The last two days have been so full of marvels, blessings, gifts, pearls and gems of insight, brilliant creativity, radiant hope, anticipation and inspiration, that it’s difficult to know where to begin, or how to begin to collect and reflect on it all.
By now, we at the Women’s Center should probably be prepared for the Katie Geneva Cannon Lecture and related events to turn us inside out and blow us away, since this is the third time we’ve sponsored this lecture. (If I had an APPLAUSE sign, I’d hold it up now, for THIRD – since if doing it once was sign, and twice a wonder, we are by now well and truly on the terrain of the miraculous, considering the size of our budget and staff, and considering that the Women’s Center is the sole sponsor of the event.)
But when have we ever been prepared, really, for the inexplicable unrepeatable impact of the actual, concrete reality of the live human event when it takes place? When have we ever really remembered what a difference it is going to make when suddenly uniquely incarnate life arrives at the moment, the placeandtime, for which all our palely abstract anticipation and routine preparation was serving as a place-holder – a reservation, an appointment? I never have, anyway.
So, the third annual, the 2008, Katie Geneva Cannon Lecture turned us inside out and blew us away, several times over, over the past couple of days. I hope I will shortly be able to say a little more about:
Dr. Stacey Floyd-Thomas’s dramatic lecture, her admixture of hellish reality and resurrection possibility, and her direct appeal to a rising generation;
what will surely be one of the all-time memorable worship services, a cool-blues womanist prophetic poetry through which Rev. Dr. Teresa Snorton transformed the visual and vocal image of preaching with the Bible in one hand and the newspaper in the other, and Angela Smith-Peeples gave us a newly musical paradigm-template for “calling for justice”;
lunch Chez Women’s Center, and the crowded, effervescent, spirited, altogether joyous and altogether serious spontaneous outpouring of practical theology, ethical reflection, pastoral praxis, interfaith dialogue, transformational conversation – with a breathtaking, visionary service of worship at the end that proved profound is all about wisdom, not time;
the remarkable consultation on globalization and cultural diversity that is just beginning;
Dr. Maura Toro-Morn’s illumination of migration patterns, revealing the gendered contexts, the ethical dimensions, the complexity and the rich humanity that inhabit the lived reality of what have become abstract headlines for too many of us;
the meaning of grace, as preached in the graciousness of the ministry of pitching in and getting the job done, undertaken by so many, to such welcome and happy effect.

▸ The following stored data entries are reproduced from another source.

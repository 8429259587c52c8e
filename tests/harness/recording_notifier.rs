use std::collections::{HashMap, HashSet};
use std::sync::{Arc, Mutex};

use async_trait::async_trait;
use freegames::domain::{ChannelId, GuildId, RoleId};
use freegames::error::{Error, Result};
use freegames::port::{DealNotice, Notifier};

/// One delivered notice.
#[derive(Debug, Clone)]
pub struct Delivery {
    pub channel: ChannelId,
    pub notice: DealNotice,
    pub mention: Option<RoleId>,
}

/// Thread-safe notice collector for delivery assertions in tests.
///
/// Channels marked missing fail the existence check; channels marked broken
/// exist but reject deliveries. A channel handed to `assign` only exists for
/// its owning guild; unassigned channels exist for every guild.
#[derive(Clone, Default)]
pub struct RecordingNotifier {
    deliveries: Arc<Mutex<Vec<Delivery>>>,
    missing: Arc<Mutex<HashSet<ChannelId>>>,
    broken: Arc<Mutex<HashSet<ChannelId>>>,
    owners: Arc<Mutex<HashMap<ChannelId, GuildId>>>,
}

impl RecordingNotifier {
    pub fn new() -> Self {
        Self::default()
    }

    pub fn mark_missing(&self, channel: ChannelId) {
        self.missing.lock().expect("lock missing").insert(channel);
    }

    pub fn mark_broken(&self, channel: ChannelId) {
        self.broken.lock().expect("lock broken").insert(channel);
    }

    pub fn assign(&self, channel: ChannelId, guild: GuildId) {
        self.owners.lock().expect("lock owners").insert(channel, guild);
    }

    pub fn deliveries(&self) -> Vec<Delivery> {
        self.deliveries.lock().expect("lock deliveries").clone()
    }

    pub fn len(&self) -> usize {
        self.deliveries.lock().expect("lock deliveries").len()
    }
}

#[async_trait]
impl Notifier for RecordingNotifier {
    async fn channel_exists(&self, guild: GuildId, channel: ChannelId) -> bool {
        if self.missing.lock().expect("lock missing").contains(&channel) {
            return false;
        }
        self.owners
            .lock()
            .expect("lock owners")
            .get(&channel)
            .map_or(true, |owner| *owner == guild)
    }

    async fn deliver(
        &self,
        channel: ChannelId,
        notice: &DealNotice,
        mention: Option<RoleId>,
    ) -> Result<()> {
        if self.broken.lock().expect("lock broken").contains(&channel) {
            return Err(Error::Delivery(format!("channel {channel} rejected the message")));
        }
        self.deliveries
            .lock()
            .expect("lock deliveries")
            .push(Delivery {
                channel,
                notice: notice.clone(),
                mention,
            });
        Ok(())
    }
}
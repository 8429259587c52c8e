//! Infrastructure bootstrap helpers for runtime wiring.
//!
//! Composition root: builds the adapters from configuration, wires them into
//! the application services and runs the bot until ctrl-c.

use std::sync::Arc;

use tokio::sync::watch;
use tracing::{info, warn};

use crate::adapter::outbound::cheapshark::CheapSharkClient;
use crate::adapter::outbound::memory::MemoryTargetStore;
#[cfg(feature = "discord")]
use crate::adapter::outbound::notifier::discord::{run_gateway, DiscordHandler, DiscordNotifier};
use crate::adapter::outbound::sqlite::database::connection::open;
use crate::adapter::outbound::sqlite::SqliteTargetStore;
use crate::application::{CommandService, DealCheck, NoticeFormatter, Poller};
use crate::error::{ConfigError, Result};
use crate::infrastructure::config::discord::{DiscordAppConfig, TOKEN_ENV};
use crate::infrastructure::config::settings::Config;
use crate::port::{DealSource, LogNotifier, Notifier, TargetStore};

/// Application services wired over a set of adapters.
pub struct Services {
    pub store: Arc<dyn TargetStore>,
    pub check: Arc<DealCheck>,
    pub commands: Arc<CommandService>,
    pub poller: Poller,
}

/// `database` value that selects the process-local store.
pub const IN_MEMORY_DATABASE: &str = ":memory:";

/// Open the SQLite target store, creating and migrating it if needed.
///
/// [`IN_MEMORY_DATABASE`] selects a [`MemoryTargetStore`] instead; its
/// settings are lost on exit.
pub fn build_store(config: &Config) -> Result<Arc<dyn TargetStore>> {
    if config.database == IN_MEMORY_DATABASE {
        warn!("Using the in-memory target store, settings are not persisted");
        return Ok(Arc::new(MemoryTargetStore::new()));
    }

    let pool = open(&config.database)?;
    info!(database = %config.database, "Target store ready");
    Ok(Arc::new(SqliteTargetStore::new(pool)))
}

/// Build the CheapShark deal source.
pub fn build_source(config: &Config) -> Result<Arc<dyn DealSource>> {
    Ok(Arc::new(CheapSharkClient::from_config(&config.cheapshark)?))
}

/// Build the notifier: Discord when a token is available, a logging stand-in
/// in dry-run mode or without Discord support.
pub fn build_notifier(config: &Config, token: Option<&str>) -> Arc<dyn Notifier> {
    if config.dry_run {
        info!("Dry run: deal notices are logged, not posted");
        return Arc::new(LogNotifier);
    }

    #[cfg(feature = "discord")]
    if let Some(token) = token {
        return Arc::new(DiscordNotifier::from_token(token));
    }

    #[cfg(not(feature = "discord"))]
    let _ = token;

    warn!("No Discord notifier available, deal notices are logged");
    Arc::new(LogNotifier)
}

/// Wire the application services over the given adapters.
pub fn wire(
    config: &Config,
    store: Arc<dyn TargetStore>,
    source: Arc<dyn DealSource>,
    notifier: Arc<dyn Notifier>,
) -> Services {
    let cooldown = config.poller.cooldown();
    let formatter = NoticeFormatter::new(
        config.cheapshark.redirect_url.clone(),
        config.discord.prefix.clone(),
        cooldown,
    );
    let check = Arc::new(DealCheck::new(
        source,
        notifier,
        Arc::clone(&store),
        formatter,
        cooldown,
    ));
    let commands = Arc::new(CommandService::new(
        Arc::clone(&store),
        Arc::clone(&check),
        config.discord.prefix.clone(),
        config.poller.dedupe_on_enable,
    ));
    let poller = Poller::new(Arc::clone(&check), Arc::clone(&store), config.poller.interval());

    Services {
        store,
        check,
        commands,
        poller,
    }
}

/// Run the bot and the poller until ctrl-c or a gateway failure.
///
/// # Errors
/// Returns an error if `DISCORD_TOKEN` is missing outside dry-run mode, if an
/// adapter cannot be built, or if the gateway connection fails.
pub async fn run(config: Config) -> Result<()> {
    let token = DiscordAppConfig::token_from_env();
    if token.is_none() && !config.dry_run {
        return Err(ConfigError::MissingField { field: TOKEN_ENV }.into());
    }

    let store = build_store(&config)?;
    let source = build_source(&config)?;
    let notifier = build_notifier(&config, token.as_deref());
    let services = wire(&config, store, source, notifier);

    let (shutdown_tx, shutdown_rx) = watch::channel(false);
    let poller = tokio::spawn(services.poller.run(shutdown_rx.clone()));

    let serve = serve_commands(&config, token, services.commands, shutdown_rx);
    tokio::pin!(serve);

    let result = tokio::select! {
        result = &mut serve => result,
        signal = tokio::signal::ctrl_c() => {
            signal?;
            info!("Shutdown requested");
            let _ = shutdown_tx.send(true);
            serve.await
        }
    };

    let _ = shutdown_tx.send(true);
    if let Err(err) = poller.await {
        warn!(error = %err, "Poller task ended abnormally");
    }
    info!("Shutdown complete");
    result
}

/// Serve chat commands until shutdown.
#[cfg(feature = "discord")]
async fn serve_commands(
    config: &Config,
    token: Option<String>,
    commands: Arc<CommandService>,
    shutdown: watch::Receiver<bool>,
) -> Result<()> {
    match token {
        Some(token) => {
            let handler = DiscordHandler::new(commands, config.discord.prefix.clone());
            run_gateway(&token, handler, shutdown).await
        }
        None => {
            info!("No Discord token, running the poller only");
            wait_for_shutdown(shutdown).await;
            Ok(())
        }
    }
}

/// Serve chat commands until shutdown.
#[cfg(not(feature = "discord"))]
async fn serve_commands(
    _config: &Config,
    _token: Option<String>,
    _commands: Arc<CommandService>,
    shutdown: watch::Receiver<bool>,
) -> Result<()> {
    info!("Built without Discord support, running the poller only");
    wait_for_shutdown(shutdown).await;
    Ok(())
}

async fn wait_for_shutdown(mut shutdown: watch::Receiver<bool>) {
    while !*shutdown.borrow() {
        if shutdown.changed().await.is_err() {
            break;
        }
    }
}
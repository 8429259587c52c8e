//! Storefronts tracked for free-game deals.
//!
//! The upstream aggregator identifies storefronts by small numeric ids. Only
//! five are exposed as per-guild toggles; any other id seen in a deal is
//! displayed as "Unknown Store".

use std::fmt;

use serde::{Deserialize, Serialize};

/// Display name used when a deal references a store outside the known table.
pub const UNKNOWN_STORE: &str = "Unknown Store";

/// A storefront that can be toggled per guild.
///
/// Variants are declared in ascending upstream id order, which is also the
/// order of the comma-separated filter sent upstream.
#[derive(Debug, Clone, Copy, PartialEq, Eq, PartialOrd, Ord, Hash, Serialize, Deserialize)]
#[serde(rename_all = "snake_case")]
pub enum Storefront {
    Steam,
    Gog,
    Fanatical,
    EpicGames,
    IndieGala,
}

impl Storefront {
    /// Every known storefront, in upstream id order.
    pub const ALL: [Storefront; 5] = [
        Self::Steam,
        Self::Gog,
        Self::Fanatical,
        Self::EpicGames,
        Self::IndieGala,
    ];

    /// Upstream numeric id.
    #[must_use]
    pub const fn id(self) -> u32 {
        match self {
            Self::Steam => 1,
            Self::Gog => 7,
            Self::Fanatical => 15,
            Self::EpicGames => 25,
            Self::IndieGala => 30,
        }
    }

    /// Human-readable store name.
    #[must_use]
    pub const fn display_name(self) -> &'static str {
        match self {
            Self::Steam => "Steam",
            Self::Gog => "GOG",
            Self::Fanatical => "Fanatical",
            Self::EpicGames => "Epic Games",
            Self::IndieGala => "IndieGala",
        }
    }

    /// Chat subcommand that toggles this store.
    #[must_use]
    pub const fn command(self) -> &'static str {
        match self {
            Self::Steam => "steam",
            Self::Gog => "gog",
            Self::Fanatical => "fanatical",
            Self::EpicGames => "epic",
            Self::IndieGala => "indiegala",
        }
    }

    /// Look up a storefront by upstream id.
    #[must_use]
    pub fn from_id(id: u32) -> Option<Self> {
        Self::ALL.into_iter().find(|store| store.id() == id)
    }

    /// Look up a storefront by the textual upstream id carried in deal records.
    #[must_use]
    pub fn from_upstream(raw: &str) -> Option<Self> {
        raw.trim().parse().ok().and_then(Self::from_id)
    }

    /// Look up a storefront by its chat subcommand or a loose alias.
    #[must_use]
    pub fn from_command(name: &str) -> Option<Self> {
        match name.trim().to_ascii_lowercase().as_str() {
            "steam" => Some(Self::Steam),
            "gog" => Some(Self::Gog),
            "fanatical" => Some(Self::Fanatical),
            "epic" | "epicgames" | "epic_games" => Some(Self::EpicGames),
            "indiegala" | "indie_gala" => Some(Self::IndieGala),
            _ => None,
        }
    }
}

impl fmt::Display for Storefront {
    fn fmt(&self, f: &mut fmt::Formatter<'_>) -> fmt::Result {
        f.write_str(self.display_name())
    }
}

/// Resolve the display name for an upstream store id.
#[must_use]
pub fn store_display_name(raw_store_id: &str) -> &'static str {
    Storefront::from_upstream(raw_store_id).map_or(UNKNOWN_STORE, Storefront::display_name)
}
//! Configuration and deals API check command handlers.

pub mod config;
pub mod deals;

But for now, our deep and heartfelt thanks go out to our guests, Dr. Stacey M. Floyd-Thomas, Rev. Dr. Teresa Snorton, and Dr. Maura Toro-Morn, wise women from far away who brought us the precious gifts of their experience, words, and presence, and to all the members of the Katie Geneva Cannon Lecture committee, whose months of patient planning and labor, meeting and meditating, struggling and schedule-juggling, bore, over these past two days, such beautiful and delicious fruit.